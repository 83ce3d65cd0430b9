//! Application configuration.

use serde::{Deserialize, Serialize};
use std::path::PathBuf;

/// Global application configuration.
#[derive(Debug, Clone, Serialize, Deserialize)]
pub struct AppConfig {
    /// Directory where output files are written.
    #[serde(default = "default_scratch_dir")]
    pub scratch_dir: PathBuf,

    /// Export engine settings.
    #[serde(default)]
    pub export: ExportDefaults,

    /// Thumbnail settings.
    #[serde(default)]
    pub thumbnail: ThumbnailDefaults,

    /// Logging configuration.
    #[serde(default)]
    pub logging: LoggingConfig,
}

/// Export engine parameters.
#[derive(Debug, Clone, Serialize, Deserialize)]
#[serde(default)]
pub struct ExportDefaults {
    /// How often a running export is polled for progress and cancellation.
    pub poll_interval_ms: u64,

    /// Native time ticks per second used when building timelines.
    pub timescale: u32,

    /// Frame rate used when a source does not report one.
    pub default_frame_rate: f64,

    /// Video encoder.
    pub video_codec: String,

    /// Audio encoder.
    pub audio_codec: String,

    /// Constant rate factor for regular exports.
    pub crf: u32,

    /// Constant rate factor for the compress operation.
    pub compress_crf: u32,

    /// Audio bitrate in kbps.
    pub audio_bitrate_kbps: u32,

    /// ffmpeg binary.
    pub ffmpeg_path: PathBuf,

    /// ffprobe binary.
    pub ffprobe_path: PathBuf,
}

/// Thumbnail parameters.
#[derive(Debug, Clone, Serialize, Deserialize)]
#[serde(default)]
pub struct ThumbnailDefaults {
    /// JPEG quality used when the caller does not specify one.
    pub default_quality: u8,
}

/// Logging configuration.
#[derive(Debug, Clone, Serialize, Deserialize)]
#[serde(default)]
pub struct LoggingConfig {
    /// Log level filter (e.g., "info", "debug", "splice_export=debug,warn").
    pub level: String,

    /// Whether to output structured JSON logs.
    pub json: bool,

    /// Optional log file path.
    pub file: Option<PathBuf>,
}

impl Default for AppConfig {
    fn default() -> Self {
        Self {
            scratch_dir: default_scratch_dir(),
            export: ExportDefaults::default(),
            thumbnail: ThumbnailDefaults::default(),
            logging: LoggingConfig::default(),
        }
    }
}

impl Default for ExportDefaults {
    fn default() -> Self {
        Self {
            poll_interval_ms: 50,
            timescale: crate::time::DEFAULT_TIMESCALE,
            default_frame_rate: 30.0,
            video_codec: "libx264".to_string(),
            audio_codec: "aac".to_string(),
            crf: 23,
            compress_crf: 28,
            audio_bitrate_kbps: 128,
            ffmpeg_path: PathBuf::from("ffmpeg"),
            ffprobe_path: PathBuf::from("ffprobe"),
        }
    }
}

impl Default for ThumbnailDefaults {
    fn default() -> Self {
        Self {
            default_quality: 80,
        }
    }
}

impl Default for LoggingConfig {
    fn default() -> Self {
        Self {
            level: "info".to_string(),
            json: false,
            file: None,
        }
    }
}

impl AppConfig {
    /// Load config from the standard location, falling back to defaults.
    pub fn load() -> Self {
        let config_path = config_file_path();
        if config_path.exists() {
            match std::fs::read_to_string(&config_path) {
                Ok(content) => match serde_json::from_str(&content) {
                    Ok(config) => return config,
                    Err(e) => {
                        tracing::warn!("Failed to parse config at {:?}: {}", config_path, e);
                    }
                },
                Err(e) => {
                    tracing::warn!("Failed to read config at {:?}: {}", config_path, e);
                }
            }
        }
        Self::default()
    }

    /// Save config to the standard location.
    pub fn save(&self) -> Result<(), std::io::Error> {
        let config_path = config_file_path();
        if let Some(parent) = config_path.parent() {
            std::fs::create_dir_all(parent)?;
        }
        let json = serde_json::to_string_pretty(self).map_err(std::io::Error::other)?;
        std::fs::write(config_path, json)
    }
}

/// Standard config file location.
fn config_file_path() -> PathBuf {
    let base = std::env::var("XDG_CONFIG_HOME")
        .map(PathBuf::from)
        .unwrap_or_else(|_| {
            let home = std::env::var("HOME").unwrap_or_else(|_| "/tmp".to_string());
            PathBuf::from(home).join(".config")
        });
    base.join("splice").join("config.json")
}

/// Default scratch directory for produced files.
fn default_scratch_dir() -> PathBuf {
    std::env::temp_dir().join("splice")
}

• EXERCISE:
Transcribe each record exactly. Leave nothing out.

• ANSWER BELOW:
repository 83ce3d65cd0430b9
//! Application configuration.

use serde::{Deserialize, Serialize};
use std::path::PathBuf;

/// Global application configuration.
#[derive(Debug, Clone, Serialize, Deserialize)]
pub struct AppConfig {
    /// Directory where output files are written.
    #[serde(default = "default_scratch_dir")]
    pub scratch_dir: PathBuf,

    /// Export engine settings.
    #[serde(default)]
    pub export: ExportDefaults,

    /// Thumbnail settings.
    #[serde(default)]
    pub thumbnail: ThumbnailDefaults,

    /// Logging configuration.
    #[serde(default)]
    pub logging: LoggingConfig,
}

/// Export engine parameters.
#[derive(Debug, Clone, Serialize, Deserialize)]
#[serde(default)]
pub struct ExportDefaults {
    /// How often a running export is polled for progress and cancellation.
    pub poll_interval_ms: u64,

    /// Native time ticks per second used when building timelines.
    pub timescale: u32,

    /// Frame rate used when a source does not report one.
    pub default_frame_rate: f64,

    /// Video encoder.
    pub video_codec: String,

    /// Audio encoder.
    pub audio_codec: String,

    /// Constant rate factor for regular exports.
    pub crf: u32,

    /// Constant rate factor for the compress operation.
    pub compress_crf: u32,

    /// Audio bitrate in kbps.
    pub audio_bitrate_kbps: u32,

    /// ffmpeg binary.
    pub ffmpeg_path: PathBuf,

    /// ffprobe binary.
    pub ffprobe_path: PathBuf,
}

/// Thumbnail parameters.
#[derive(Debug, Clone, Serialize, Deserialize)]
#[serde(default)]
pub struct ThumbnailDefaults {
    /// JPEG quality used when the caller does not specify one.
    pub default_quality: u8,
}

/// Logging configuration.
#[derive(Debug, Clone, Serialize, Deserialize)]
#[serde(default)]
pub struct LoggingConfig {
    /// Log level filter (e.g., "info", "debug", "splice_export=debug,warn").
    pub level: String,

    /// Whether to output structured JSON logs.
    pub json: bool,

    /// Optional log file path.
    pub file: Option<PathBuf>,
}

impl Default for AppConfig {
    fn default() -> Self {
        Self {
            scratch_dir: default_scratch_dir(),
            export: ExportDefaults::default(),
            thumbnail: ThumbnailDefaults::default(),
            logging: LoggingConfig::default(),
        }
    }
}

impl Default for ExportDefaults {
    fn default() -> Self {
        Self {
            poll_interval_ms: 50,
            timescale: crate::time::DEFAULT_TIMESCALE,
            default_frame_rate: 30.0,
            video_codec: "libx264".to_string(),
            audio_codec: "aac".to_string(),
            crf: 23,
            compress_crf: 28,
            audio_bitrate_kbps: 128,
            ffmpeg_path: PathBuf::from("ffmpeg"),
            ffprobe_path: PathBuf::from("ffprobe"),
        }
    }
}

impl Default for ThumbnailDefaults {
    fn default() -> Self {
        Self {
            default_quality: 80,
        }
    }
}

impl Default for LoggingConfig {
    fn default() -> Self {
        Self {
            level: "info".to_string(),
            json: false,
            file: None,
        }
    }
}

impl AppConfig {
    /// Load config from the standard location, falling back to defaults.
    pub fn load() -> Self {
        let config_path = config_file_path();
        if config_path.exists() {
            match std::fs::read_to_string(&config_path) {
                Ok(content) => match serde_json::from_str(&content) {
                    Ok(config) => return config,
                    Err(e) => {
                        tracing::warn!("Failed to parse config at {:?}: {}", config_path, e);
                    }
                },
                Err(e) => {
                    tracing::warn!("Failed to read config at {:?}: {}", config_path, e);
                }
            }
        }
        Self::default()
    }

    /// Save config to the standard location.
    pub fn save(&self) -> Result<(), std::io::Error> {
        let config_path = config_file_path();
        if let Some(parent) = config_path.parent() {
            std::fs::create_dir_all(parent)?;
        }
        let json = serde_json::to_string_pretty(self).map_err(std::io::Error::other)?;
        std::fs::write(config_path, json)
    }
}

/// Standard config file location.
fn config_file_path() -> PathBuf {
    let base = std::env::var("XDG_CONFIG_HOME")
        .map(PathBuf::from)
        .unwrap_or_else(|_| {
            let home = std::env::var("HOME").unwrap_or_else(|_| "/tmp".to_string());
            PathBuf::from(home).join(".config")
        });
    base.join("splice").join("config.json")
}

/// Default scratch directory for produced files.
fn default_scratch_dir() -> PathBuf {
    std::env::temp_dir().join("splice")
}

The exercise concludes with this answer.